Importantly, Steinitz feels that the threat to Israel is greater from Syria, which has more accurate long-range missiles which can hit military compounds than Hezbollah ('that little terrorist organisation', as he put it), who are inaccurate and therefore hit only cities and towns!
Steinitz stated that Israel possesses the best airforce in the world, but that Syria could actually paralyse it through its accurate missile system. He feels that it is vital to put as much effort into defense as into offense, and to use the eastern Mediterranean as a strategic position. He stressed the importance of a long-term strategy and feels that the IDF is not, at present, taking this into account.
In response to questions, Steinitz stated that nobody directs Israeli intelligence at present and that it needs an 'external eye' and a 'historical approach' (at least I think he said 'historical', unless it was 'hysterical').
In response to another question about the kidnapped soldiers, he said that he cannot divulge confidential information, but that in principle, Israel should not give in to blackmail, should not bargain for bodies and should not negotiate, as is being done at present, with Hezbollah for signs of life. He cited the approach of the Americans and the British in Afghanistan as examples which are worthy of emulation in these situations.

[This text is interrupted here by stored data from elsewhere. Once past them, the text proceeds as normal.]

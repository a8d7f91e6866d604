//! FIRST and FOLLOW set computation.
//!
//! Both sets are computed by fixed-point iteration: a full pass over all
//! rules is repeated until no set grows. Sets are bounded by the finite
//! terminal alphabet and only ever grow, so the iteration terminates.
//!
//! No end-of-input marker is added to any FOLLOW set; the driver treats
//! end of input as a special case.

use crate::{Grammar, NonTerminalKey, Symbol};
use indexmap::IndexMap;
use std::collections::BTreeSet;

/// A set of terminals, possibly containing [`Symbol::Epsilon`].
pub type SymbolSet<K, T> = BTreeSet<Symbol<K, T>>;

/// FIRST and FOLLOW sets of every nonterminal of a grammar.
pub struct SymbolSets<K, T> {
    first: IndexMap<K, SymbolSet<K, T>>,
    follow: IndexMap<K, SymbolSet<K, T>>,
}

impl<K, T> SymbolSets<K, T>
where
    K: NonTerminalKey,
{
    pub fn compute<N>(grammar: &Grammar<K, T, N>) -> Self {
        let first = first_sets(grammar);
        let follow = follow_sets(grammar, &first);
        Self { first, follow }
    }

    /// FIRST set of `key`; `None` for an unknown key.
    pub fn first(&self, key: &K) -> Option<&SymbolSet<K, T>> {
        self.first.get(key)
    }

    /// FOLLOW set of `key`; never contains epsilon.
    pub fn follow(&self, key: &K) -> Option<&SymbolSet<K, T>> {
        self.follow.get(key)
    }

    pub fn is_nullable(&self, key: &K) -> bool {
        self.first
            .get(key)
            .is_some_and(|set| set.contains(&Symbol::Epsilon))
    }

    pub fn first_sets(&self) -> &IndexMap<K, SymbolSet<K, T>> {
        &self.first
    }

    pub fn follow_sets(&self) -> &IndexMap<K, SymbolSet<K, T>> {
        &self.follow
    }
}

/// Inserts every non-epsilon member of `src` into `dst`.
///
/// Returns `true` if `dst` grew.
fn absorb<K: NonTerminalKey, T>(dst: &mut SymbolSet<K, T>, src: &SymbolSet<K, T>) -> bool {
    let mut changed = false;
    for sym in src {
        if !sym.is_epsilon() && !dst.contains(sym) {
            dst.insert(sym.clone());
            changed = true;
        }
    }
    changed
}

/// Computes FIRST sets for all nonterminals.
///
/// For each rule `A → X1 .. Xn` the body is scanned left to right: a
/// terminal contributes itself and stops the scan; a nonterminal
/// contributes its FIRST set without epsilon and lets the scan continue
/// only if it is nullable. A rule whose scan runs off the end (including an
/// empty or epsilon-only rule) makes `A` nullable.
pub fn first_sets<K, T, N>(grammar: &Grammar<K, T, N>) -> IndexMap<K, SymbolSet<K, T>>
where
    K: NonTerminalKey,
{
    let mut first: IndexMap<K, SymbolSet<K, T>> = grammar
        .keys()
        .map(|k| (k.clone(), BTreeSet::new()))
        .collect();
    let mut passes = 0;
    let mut changed = true;
    while changed {
        changed = false;
        passes += 1;
        for rule in grammar.rules() {
            let mut acc = SymbolSet::new();
            let mut nullable = true;
            for sym in rule.symbols() {
                match sym {
                    Symbol::Terminal(_) => {
                        acc.insert(sym.clone());
                        nullable = false;
                        break;
                    }
                    Symbol::NonTerminal(k) => {
                        let Some(set) = first.get(k) else {
                            nullable = false;
                            break;
                        };
                        absorb(&mut acc, set);
                        if !set.contains(&Symbol::Epsilon) {
                            nullable = false;
                            break;
                        }
                    }
                    Symbol::Epsilon => {}
                }
            }
            if nullable {
                acc.insert(Symbol::Epsilon);
            }
            if let Some(target) = first.get_mut(rule.key()) {
                for sym in acc {
                    changed |= target.insert(sym);
                }
            }
        }
    }
    log::debug!("FIRST sets converged after {} passes", passes);
    first
}

/// Computes FOLLOW sets for all nonterminals from precomputed FIRST sets.
///
/// For every occurrence of a nonterminal `B` in `A → α B β`, FIRST(β)
/// without epsilon is added to FOLLOW(B); if β is nullable (or empty),
/// FOLLOW(A) is added as well.
pub fn follow_sets<K, T, N>(
    grammar: &Grammar<K, T, N>,
    first: &IndexMap<K, SymbolSet<K, T>>,
) -> IndexMap<K, SymbolSet<K, T>>
where
    K: NonTerminalKey,
{
    let mut follow: IndexMap<K, SymbolSet<K, T>> = first
        .keys()
        .map(|k| (k.clone(), BTreeSet::new()))
        .collect();
    let mut passes = 0;
    let mut changed = true;
    while changed {
        changed = false;
        passes += 1;
        for rule in grammar.rules() {
            let body = rule.symbols();
            for (i, sym) in body.iter().enumerate() {
                let Symbol::NonTerminal(b) = sym else {
                    continue;
                };
                let mut acc = SymbolSet::new();
                let mut beta_nullable = true;
                for next in &body[i + 1..] {
                    match next {
                        Symbol::Terminal(_) => {
                            acc.insert(next.clone());
                            beta_nullable = false;
                            break;
                        }
                        Symbol::NonTerminal(k) => {
                            let Some(set) = first.get(k) else {
                                beta_nullable = false;
                                break;
                            };
                            absorb(&mut acc, set);
                            if !set.contains(&Symbol::Epsilon) {
                                beta_nullable = false;
                                break;
                            }
                        }
                        Symbol::Epsilon => {}
                    }
                }
                if beta_nullable {
                    if let Some(lhs) = follow.get(rule.key()) {
                        let lhs = lhs.clone();
                        absorb(&mut acc, &lhs);
                    }
                }
                if let Some(target) = follow.get_mut(b) {
                    changed |= absorb(target, &acc);
                }
            }
        }
    }
    log::debug!("FOLLOW sets converged after {} passes", passes);
    follow
}

#[cfg(test)]
mod tests {
    use super::*;
    use crate::test_support::{TestGrammar, TestRule, TestToken, init_logger, nt, term};
    use crate::{ProductionRule, Terminal};

    fn set(items: &[&Terminal<TestToken>], epsilon: bool) -> SymbolSet<&'static str, TestToken> {
        let mut s: SymbolSet<&'static str, TestToken> =
            items.iter().map(|t| Symbol::Terminal((*t).clone())).collect();
        if epsilon {
            s.insert(Symbol::Epsilon);
        }
        s
    }

    #[test]
    fn first_and_follow_reach_fixed_point() {
        init_logger();
        let a = term("a");
        let b = term("b");
        let d = term("d");
        let g = term("g");
        let h = term("h");
        let rules: Vec<TestRule> = vec![
            ProductionRule::new("S", "S", vec![nt("A"), nt("C"), nt("B")]),
            ProductionRule::new("S", "S", vec![nt("C"), (&b).into(), (&b).into()]),
            ProductionRule::new("S", "S", vec![nt("B"), (&a).into()]),
            ProductionRule::new("A", "A", vec![(&d).into(), (&a).into()]),
            ProductionRule::new("A", "A", vec![nt("B"), nt("C")]),
            ProductionRule::new("B", "B", vec![(&g).into()]),
            ProductionRule::epsilon("B", "B"),
            ProductionRule::new("C", "C", vec![(&h).into()]),
            ProductionRule::epsilon("C", "C"),
        ];
        let grammar: TestGrammar = Grammar::new(rules).unwrap();
        let sets = SymbolSets::compute(&grammar);

        assert_eq!(sets.first_sets().len(), 4);
        assert_eq!(sets.first(&"S"), Some(&set(&[&a, &b, &d, &g, &h], true)));
        assert_eq!(sets.first(&"A"), Some(&set(&[&d, &g, &h], true)));
        assert_eq!(sets.first(&"B"), Some(&set(&[&g], true)));
        assert_eq!(sets.first(&"C"), Some(&set(&[&h], true)));

        assert_eq!(sets.follow_sets().len(), 4);
        assert_eq!(sets.follow(&"S"), Some(&set(&[], false)));
        assert_eq!(sets.follow(&"A"), Some(&set(&[&h, &g], false)));
        assert_eq!(sets.follow(&"B"), Some(&set(&[&a, &h, &g], false)));
        assert_eq!(sets.follow(&"C"), Some(&set(&[&b, &h, &g], false)));

        assert!(sets.is_nullable(&"A"));
        assert!(!sets.is_nullable(&"Z"));
    }

    #[test]
    fn empty_body_is_nullable() {
        let x = term("x");
        let rules: Vec<TestRule> = vec![
            ProductionRule::new("S", "S", vec![nt("E"), (&x).into()]),
            ProductionRule::new("E", "E", vec![]),
        ];
        let grammar: TestGrammar = Grammar::new(rules).unwrap();
        let sets = SymbolSets::compute(&grammar);
        assert!(sets.is_nullable(&"E"));
        assert_eq!(sets.first(&"S"), Some(&set(&[&x], false)));
        assert_eq!(sets.follow(&"E"), Some(&set(&[&x], false)));
    }

    #[test]
    fn follow_propagates_through_recursion() {
        let plus = term("+");
        let id = term("id");
        let rules: Vec<TestRule> = vec![
            ProductionRule::new("S", "S", vec![nt("E")]),
            ProductionRule::new("E", "E", vec![nt("E"), (&plus).into(), nt("T")]),
            ProductionRule::new("E", "E", vec![nt("T")]),
            ProductionRule::new("T", "T", vec![(&id).into()]),
        ];
        let grammar: TestGrammar = Grammar::new(rules).unwrap();
        let sets = SymbolSets::compute(&grammar);
        assert_eq!(sets.follow(&"E"), Some(&set(&[&plus], false)));
        assert_eq!(sets.follow(&"T"), Some(&set(&[&plus], false)));
    }
}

On Gazae he said that, with the help of the Egyptians, Hamas are building a fundamentalist Muslim army. From the time of Ben Gurion Israel never allowed this sort of thing to happen between the sea and the Jordan. At Oslo, it was agreed to demilitarize the Occupied Territories (interested that he used that word!). This was also the nature of the agreement with Egypt over Sinai. What is happening in Gaza is in opposition to this and would, in the past, have been a casus belli. According to Steinitz, Egypt is cooperating with Iran and Hamas against Israel. This is why Abu Mazen is losing. For this reason, the USA has cut their normal budget to Egypt by 30%.
On Iran, he said that the western world has to act on this. It is not just Israel's problem. It is reminiscent of the re-arming of Germany in the 1930s. Iran is more important even than the War on Terrorism. Saddam Hussein, Gadaffi and the North Koreans were all stopped through threats and Iran has to feel threatened in the same way.
On Annapolis, he said that it is a very illogical step and that the Americans and Blair (whom he met recently) appear to be very surprised that Israel is agreeing to it. Steinitz admitted that he had belonged to 'Peace Now' in the 1980s, but had had to face realities. The present reality is that Gaza was uprooted. and he had agreed with this. Gaza had been delivered to Abu Mazen, and not to Hamas. Yet, two years later, Hamas is in power and 2,500 Kassam rockets are landing on Sderot and area.
According to Steinitz, the Israeli government wants to strengthen Abu Mazen because he is weak. But giving him concessions is actually making him weaker. Arafat was strong and had envisaged the Palestinian parliament in Abu Dis, in the case that Jerusalem did not materialize as a reality. Abu Mazen is not in that position. He is currently talking to Hamas. Whether Annapolis succeeds or fails, he will still sit and talk to Hamas.
The Annapolis conference is therefore, according to Steinetz, the most bizaree aspect of the peace-process.
I've tried to reproduce this as well as I can. And what stands out is the idea in Israel of philosopher politicians in the style of Ancient Greece. And the idea that the IDF, the hero to Jews all over the world, are actually being accused of arrogance and no-one in the audience objected.
There is certainly food for thought in what he said. And politics apart, it's always better to have ideas people working hand in hand with the people on the ground.